** Opening Entries provided block **

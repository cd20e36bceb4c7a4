use crate::models::notification::{Notification, NotificationKind};

/// Receives notifications after they are persisted. Delivery is fire and
/// forget; a sink cannot fail the check that raised the notification.
pub trait NotificationSink: Send + Sync {
    fn notify(&self, notification: &Notification);
}

/// Writes every notification to the tracing log.
pub struct LogSink;

impl NotificationSink for LogSink {
    fn notify(&self, notification: &Notification) {
        match notification.kind {
            NotificationKind::TransactionDone => {
                tracing::info!(id = %notification.id, "{}", notification.message)
            }
            NotificationKind::PendingTransaction => {
                tracing::warn!(id = %notification.id, "{}", notification.message)
            }
            NotificationKind::RecurringDisabled => {
                tracing::error!(id = %notification.id, "{}", notification.message)
            }
        }
    }
}

/// Drops every notification.
pub struct NullSink;

impl NotificationSink for NullSink {
    fn notify(&self, _notification: &Notification) {}
}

** Closing Entries provided block **

_Assignment_
Gather up every line in the data above that contains the word "NullSink", copying each one.

_Response below_
pub struct NullSink;
impl NotificationSink for NullSink {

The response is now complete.